Iodine-131 is dangerous because it undergoes Beta Decay giving off an electron, when it does this inside the tissue (of the Thyroid) it may cause mutation, cancer, or cell death. Since the thyroid is so essential to managing the body's systems, damage to this gland may be catastrophic to the body.

However, since the devil is usually in the details. Here's the rub with KI, Japan, it will be a several day journey for any radioactive contaminants released at Fukushima to reach even the west coast. That delay will give many of them a chance to partially decay, greatly reducing the quantity of radioactive materials which reach the west coast. Also, most of these materials are heavy, meaning they will drop out of the air column sooner than other materials, and they are all readily absorbed in sea water, where they will be greatly diluted.

The next issue, Iodine-131 is not the only dangerous component of a nuclear release. There is also Cesium, Strontium, Barium, Xenon and other materials which are substantially more dangerous than Iodine. Strontium, Barium, and Cesium are readily taken in by plants, and animals and incorporated into bone and other tissues, as an analog for Calcium or Potassium (in the case of Cesium). All of these are longer lived isotopes, and many have higher energy decay processes including alpha and gamma, which can be much more deleterious to human health.

A general rule taken from Civil Defense, is that for every 7 fold increase in time, a 10 fold decrease in radiation will be measured. So when you measure 50Rad/hr (100 Rad = 1 Sievert Sv = 1 Gray), 7 hours later only 5 R/hr should be the measurement. With a given travel time of 2 days, or 48 hours, the amount of radiation arriving will be 10^-7 or 1/10,000,000th the amount of radiation. Some US experts have suggested longer travel times, insisting radiation will be more on the order of 1/1,000,000,000 (one billionth).
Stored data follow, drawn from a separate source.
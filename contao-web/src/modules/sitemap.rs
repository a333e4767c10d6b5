// Contao - front-end rendering core for the Contao CMS
// Copyright (C) 2025 Contao Project Contributors
//
// This program is free software: you can redistribute it and/or modify
// it under the terms of the GNU Affero General Public License as
// published by the Free Software Foundation, either version 3 of the
// License, or (at your option) any later version.
//
// This program is distributed in the hope that it will be useful,
// but WITHOUT ANY WARRANTY; without even the implied warranty of
// MERCHANTABILITY or FITNESS FOR A PARTICULAR PURPOSE.  See the
// GNU Affero General Public License for more details.
//
// You should have received a copy of the GNU Affero General Public License
// along with this program.  If not, see <https://www.gnu.org/licenses/>.

use anyhow::Result;
use async_trait::async_trait;
use contao_core::models::module_config::ModuleConfig;

use super::{FrontendModule, ModuleOutcome};
use crate::render::{FrontendTemplate, RenderContext};

/// The complete page tree of the website.
pub struct SitemapModule;

#[async_trait]
impl FrontendModule for SitemapModule {
    fn template(&self) -> &'static str {
        "mod_sitemap"
    }

    async fn compile(
        &self,
        ctx: &RenderContext<'_>,
        config: &ModuleConfig,
        template: &mut FrontendTemplate,
    ) -> Result<ModuleOutcome> {
        let items = ctx.navigator().sitemap(
            config.root_page(),
            config.show_protected(),
            config.show_hidden(),
        );
        if items.is_empty() {
            return Ok(ModuleOutcome::Empty);
        }

        template.set("items", &ctx.render_nav(config.navigation_tpl(), &items)?);
        Ok(ModuleOutcome::Render)
    }
}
So even a release of compounds at the plant exceeding 500Rad/hr by the time they arrive on the west coast, the amount of radiation you may receive will be 5x10^-7, or less radiation than you get having a smoke detector in your house. It is important to understand radiation is all around us, a site with good information on this is the EPA's Radiation Dose Calculator.
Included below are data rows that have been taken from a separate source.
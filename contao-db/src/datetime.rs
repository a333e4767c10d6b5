use anyhow::{Context, Result};
use chrono::{DateTime, Utc};

/// Parse a stored timestamp, accepting RFC 3339 and SQLite's `datetime()` format.
pub fn parse_datetime(value: &str, field: &str) -> Result<DateTime<Utc>> {
    if value.contains('T') {
        Ok(DateTime::parse_from_rfc3339(value)
            .with_context(|| format!("Failed to parse {} as RFC3339", field))?
            .with_timezone(&Utc))
    } else {
        Ok(
            chrono::NaiveDateTime::parse_from_str(value, "%Y-%m-%d %H:%M:%S")
                .with_context(|| format!("Failed to parse {} as SQLite format", field))?
                .and_utc(),
        )
    }
}

pub fn parse_optional_datetime(value: Option<&str>, field: &str) -> Result<Option<DateTime<Utc>>> {
    match value {
        Some(v) if !v.is_empty() => parse_datetime(v, field).map(Some),
        _ => Ok(None),
    }
}

/// Group and record id lists are stored as JSON arrays.
pub fn parse_ids(value: &str, field: &str) -> Result<Vec<i64>> {
    if value.trim().is_empty() {
        return Ok(Vec::new());
    }
    serde_json::from_str(value).with_context(|| format!("Failed to parse {} as id list", field))
}

pub fn ids_to_json(ids: &[i64]) -> String {
    serde_json::to_string(ids).unwrap_or_else(|_| "[]".to_string())
}

#[cfg(test)]
mod tests {
    use super::*;
    use chrono::TimeZone;

    #[test]
    fn test_parse_both_formats() {
        let expected = Utc.with_ymd_and_hms(2025, 3, 1, 12, 30, 0).unwrap();
        assert_eq!(parse_datetime("2025-03-01T12:30:00+00:00", "x").unwrap(), expected);
        assert_eq!(parse_datetime("2025-03-01 12:30:00", "x").unwrap(), expected);
        assert!(parse_datetime("yesterday", "x").is_err());
    }

    #[test]
    fn test_optional() {
        assert_eq!(parse_optional_datetime(None, "x").unwrap(), None);
        assert_eq!(parse_optional_datetime(Some(""), "x").unwrap(), None);
        assert!(parse_optional_datetime(Some("2025-03-01 12:30:00"), "x").unwrap().is_some());
    }

    #[test]
    fn test_ids_round_trip() {
        assert_eq!(parse_ids(&ids_to_json(&[3, -1]), "groups").unwrap(), vec![3, -1]);
        assert_eq!(parse_ids("", "groups").unwrap(), Vec::<i64>::new());
        assert!(parse_ids("nope", "groups").is_err());
    }
}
If you are still scared, radiation monitoring is thankfully an exact science, it is very easy to measure the quantity of radiation in a given sample of material, in fact it is easier to find radioactive contamination than it is to find any type of toxic contamination, as radioactive isotopes give off particles which common Geiger Counters, Scintillators and other simple equipment can detect. Additionally, Japan and the Fukushima plant is a great distance from the continental united states, and while the jet stream is more likely to carry contamination here, it will take days, days in which short-lived radioisotopes will decay off, and become much less dangerous. Additionally, keeping a high level of hygiene will aid greatly in removing any radioactive particles from the skin, clothing and hair. Wash your hands frequently, wash fresh produce, avoid foods that concentrate radioisotopes, and given time there is nothing to fear.

Education is the most important issue when dealing with radiation there are three main defenses against radiation: Time, Distance and Shielding. Here in the on the West Coast, we have distance, and time on our side. Until we see that those are insufficient there is no need to run out and seek shielding, which our houses are quite capable of providing us with.

If you are really looking for something to stockpile right now, don't stockpile KI, stockpile food, water, medical supplies (bandaids, antisceptics). The next disaster we face probably won't be nuclear fallout from Japan, it will probably be an earthquake on our own shores that gets us.